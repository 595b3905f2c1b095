//! Test execution.
//!
//! - [`TestRunner`] - the seam the healing engine runs tests through
//! - [`ProcessTestRunner`] - spawns the configured test command
//! - [`report`] - Jest-shaped structured reports

pub mod process;
pub mod report;

pub use process::ProcessTestRunner;
pub use report::StructuredReport;

use crate::config::TestFrameworkDescriptor;
use anyhow::Result;
use async_trait::async_trait;
use serde::{Deserialize, Serialize};
use std::path::{Path, PathBuf};

/// Outcome of one test run.
#[derive(Debug, Clone, Default, PartialEq, Serialize, Deserialize)]
pub struct TestExecutionResult {
    pub success: bool,
    pub exit_code: i32,
    pub stdout: String,
    pub stderr: String,
    pub duration_ms: u64,
    pub structured_report: Option<StructuredReport>,
}

impl TestExecutionResult {
    /// A passing run with no output.
    pub fn passed() -> Self {
        Self {
            success: true,
            ..Default::default()
        }
    }

    /// A failing run with the given exit code and stderr.
    pub fn failed(exit_code: i32, stderr: impl Into<String>) -> Self {
        Self {
            success: false,
            exit_code,
            stderr: stderr.into(),
            ..Default::default()
        }
    }

    #[must_use]
    pub fn with_stdout(mut self, stdout: impl Into<String>) -> Self {
        self.stdout = stdout.into();
        self
    }

    #[must_use]
    pub fn with_report(mut self, report: StructuredReport) -> Self {
        self.structured_report = Some(report);
        self
    }

    /// Whether the run counts as a pass for `test_path`.
    ///
    /// A structured report is better evidence than the exit code: the
    /// wrapping package-manager command can exit non-zero for reasons that
    /// have nothing to do with this file. A file missing from the report
    /// counts as passed; that relies on the runner listing every file it
    /// executed.
    #[must_use]
    pub fn passed_for(&self, test_path: &Path) -> bool {
        match &self.structured_report {
            Some(report) => report
                .entry_for(test_path)
                .map_or(true, |entry| !entry.failed()),
            None => self.success,
        }
    }

    /// stderr and stdout joined, stderr first, skipping empty streams.
    #[must_use]
    pub fn combined_output(&self) -> String {
        [self.stderr.trim(), self.stdout.trim()]
            .into_iter()
            .filter(|s| !s.is_empty())
            .collect::<Vec<_>>()
            .join("\n")
    }
}

/// Options for one test run.
#[derive(Debug, Clone)]
pub struct RunOptions {
    pub cwd: PathBuf,
    pub test_file_path: PathBuf,
    pub timeout_ms: u64,
    pub framework: Option<TestFrameworkDescriptor>,
}

/// Abstraction for running a test file.
///
/// Implementations own process spawning and wall-clock timeouts.
#[async_trait]
pub trait TestRunner: Send + Sync {
    /// Run `command` scoped to `options.test_file_path`.
    ///
    /// A test run that fails is `Ok` with `success == false`; `Err` means the
    /// runner itself could not be executed.
    async fn run_test(&self, command: &str, options: &RunOptions) -> Result<TestExecutionResult>;
}

#[cfg(test)]
mod tests {
    use super::*;

    fn report(json: &str) -> StructuredReport {
        StructuredReport::parse(json).unwrap()
    }

    #[test]
    fn test_passed_for_without_report_uses_exit_status() {
        assert!(TestExecutionResult::passed().passed_for(Path::new("a.test.ts")));
        assert!(!TestExecutionResult::failed(1, "boom").passed_for(Path::new("a.test.ts")));
    }

    #[test]
    fn test_report_overrides_nonzero_exit() {
        let result = TestExecutionResult::failed(1, "npm ERR! code ELIFECYCLE").with_report(report(
            r#"{"testResults":[{"name":"/p/src/a.test.ts","status":"passed","assertionResults":[]}]}"#,
        ));
        assert!(result.passed_for(Path::new("src/a.test.ts")));
    }

    #[test]
    fn test_report_failure_overrides_zero_exit() {
        let result = TestExecutionResult::passed().with_report(report(
            r#"{"testResults":[{"name":"/p/src/a.test.ts","status":"failed","assertionResults":[]}]}"#,
        ));
        assert!(!result.passed_for(Path::new("src/a.test.ts")));
    }

    #[test]
    fn test_file_absent_from_report_counts_as_passed() {
        let result = TestExecutionResult::failed(1, "").with_report(report(
            r#"{"testResults":[{"name":"/p/src/b.test.ts","status":"failed","assertionResults":[]}]}"#,
        ));
        assert!(result.passed_for(Path::new("src/a.test.ts")));
    }

    #[test]
    fn test_combined_output() {
        let result = TestExecutionResult::failed(1, "err\n").with_stdout("  out ");
        assert_eq!(result.combined_output(), "err\nout");
        assert_eq!(TestExecutionResult::passed().combined_output(), "");
    }
}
────────────────────────────────────────
WORK ITEM: Set down the whole of the material again, exactly.

REPLY TO THE EXERCISE:
repository 595b3905f2c1b095
//! Test execution.
//!
//! - [`TestRunner`] - the seam the healing engine runs tests through
//! - [`ProcessTestRunner`] - spawns the configured test command
//! - [`report`] - Jest-shaped structured reports

pub mod process;
pub mod report;

pub use process::ProcessTestRunner;
pub use report::StructuredReport;

use crate::config::TestFrameworkDescriptor;
use anyhow::Result;
use async_trait::async_trait;
use serde::{Deserialize, Serialize};
use std::path::{Path, PathBuf};

/// Outcome of one test run.
#[derive(Debug, Clone, Default, PartialEq, Serialize, Deserialize)]
pub struct TestExecutionResult {
    pub success: bool,
    pub exit_code: i32,
    pub stdout: String,
    pub stderr: String,
    pub duration_ms: u64,
    pub structured_report: Option<StructuredReport>,
}

impl TestExecutionResult {
    /// A passing run with no output.
    pub fn passed() -> Self {
        Self {
            success: true,
            ..Default::default()
        }
    }

    /// A failing run with the given exit code and stderr.
    pub fn failed(exit_code: i32, stderr: impl Into<String>) -> Self {
        Self {
            success: false,
            exit_code,
            stderr: stderr.into(),
            ..Default::default()
        }
    }

    #[must_use]
    pub fn with_stdout(mut self, stdout: impl Into<String>) -> Self {
        self.stdout = stdout.into();
        self
    }

    #[must_use]
    pub fn with_report(mut self, report: StructuredReport) -> Self {
        self.structured_report = Some(report);
        self
    }

    /// Whether the run counts as a pass for `test_path`.
    ///
    /// A structured report is better evidence than the exit code: the
    /// wrapping package-manager command can exit non-zero for reasons that
    /// have nothing to do with this file. A file missing from the report
    /// counts as passed; that relies on the runner listing every file it
    /// executed.
    #[must_use]
    pub fn passed_for(&self, test_path: &Path) -> bool {
        match &self.structured_report {
            Some(report) => report
                .entry_for(test_path)
                .map_or(true, |entry| !entry.failed()),
            None => self.success,
        }
    }

    /// stderr and stdout joined, stderr first, skipping empty streams.
    #[must_use]
    pub fn combined_output(&self) -> String {
        [self.stderr.trim(), self.stdout.trim()]
            .into_iter()
            .filter(|s| !s.is_empty())
            .collect::<Vec<_>>()
            .join("\n")
    }
}

/// Options for one test run.
#[derive(Debug, Clone)]
pub struct RunOptions {
    pub cwd: PathBuf,
    pub test_file_path: PathBuf,
    pub timeout_ms: u64,
    pub framework: Option<TestFrameworkDescriptor>,
}

/// Abstraction for running a test file.
///
/// Implementations own process spawning and wall-clock timeouts.
#[async_trait]
pub trait TestRunner: Send + Sync {
    /// Run `command` scoped to `options.test_file_path`.
    ///
    /// A test run that fails is `Ok` with `success == false`; `Err` means the
    /// runner itself could not be executed.
    async fn run_test(&self, command: &str, options: &RunOptions) -> Result<TestExecutionResult>;
}

#[cfg(test)]
mod tests {
    use super::*;

    fn report(json: &str) -> StructuredReport {
        StructuredReport::parse(json).unwrap()
    }

    #[test]
    fn test_passed_for_without_report_uses_exit_status() {
        assert!(TestExecutionResult::passed().passed_for(Path::new("a.test.ts")));
        assert!(!TestExecutionResult::failed(1, "boom").passed_for(Path::new("a.test.ts")));
    }

    #[test]
    fn test_report_overrides_nonzero_exit() {
        let result = TestExecutionResult::failed(1, "npm ERR! code ELIFECYCLE").with_report(report(
            r#"{"testResults":[{"name":"/p/src/a.test.ts","status":"passed","assertionResults":[]}]}"#,
        ));
        assert!(result.passed_for(Path::new("src/a.test.ts")));
    }

    #[test]
    fn test_report_failure_overrides_zero_exit() {
        let result = TestExecutionResult::passed().with_report(report(
            r#"{"testResults":[{"name":"/p/src/a.test.ts","status":"failed","assertionResults":[]}]}"#,
        ));
        assert!(!result.passed_for(Path::new("src/a.test.ts")));
    }

    #[test]
    fn test_file_absent_from_report_counts_as_passed() {
        let result = TestExecutionResult::failed(1, "").with_report(report(
            r#"{"testResults":[{"name":"/p/src/b.test.ts","status":"failed","assertionResults":[]}]}"#,
        ));
        assert!(result.passed_for(Path::new("src/a.test.ts")));
    }

    #[test]
    fn test_combined_output() {
        let result = TestExecutionResult::failed(1, "err\n").with_stdout("  out ");
        assert_eq!(result.combined_output(), "err\nout");
        assert_eq!(TestExecutionResult::passed().combined_output(), "");
    }
}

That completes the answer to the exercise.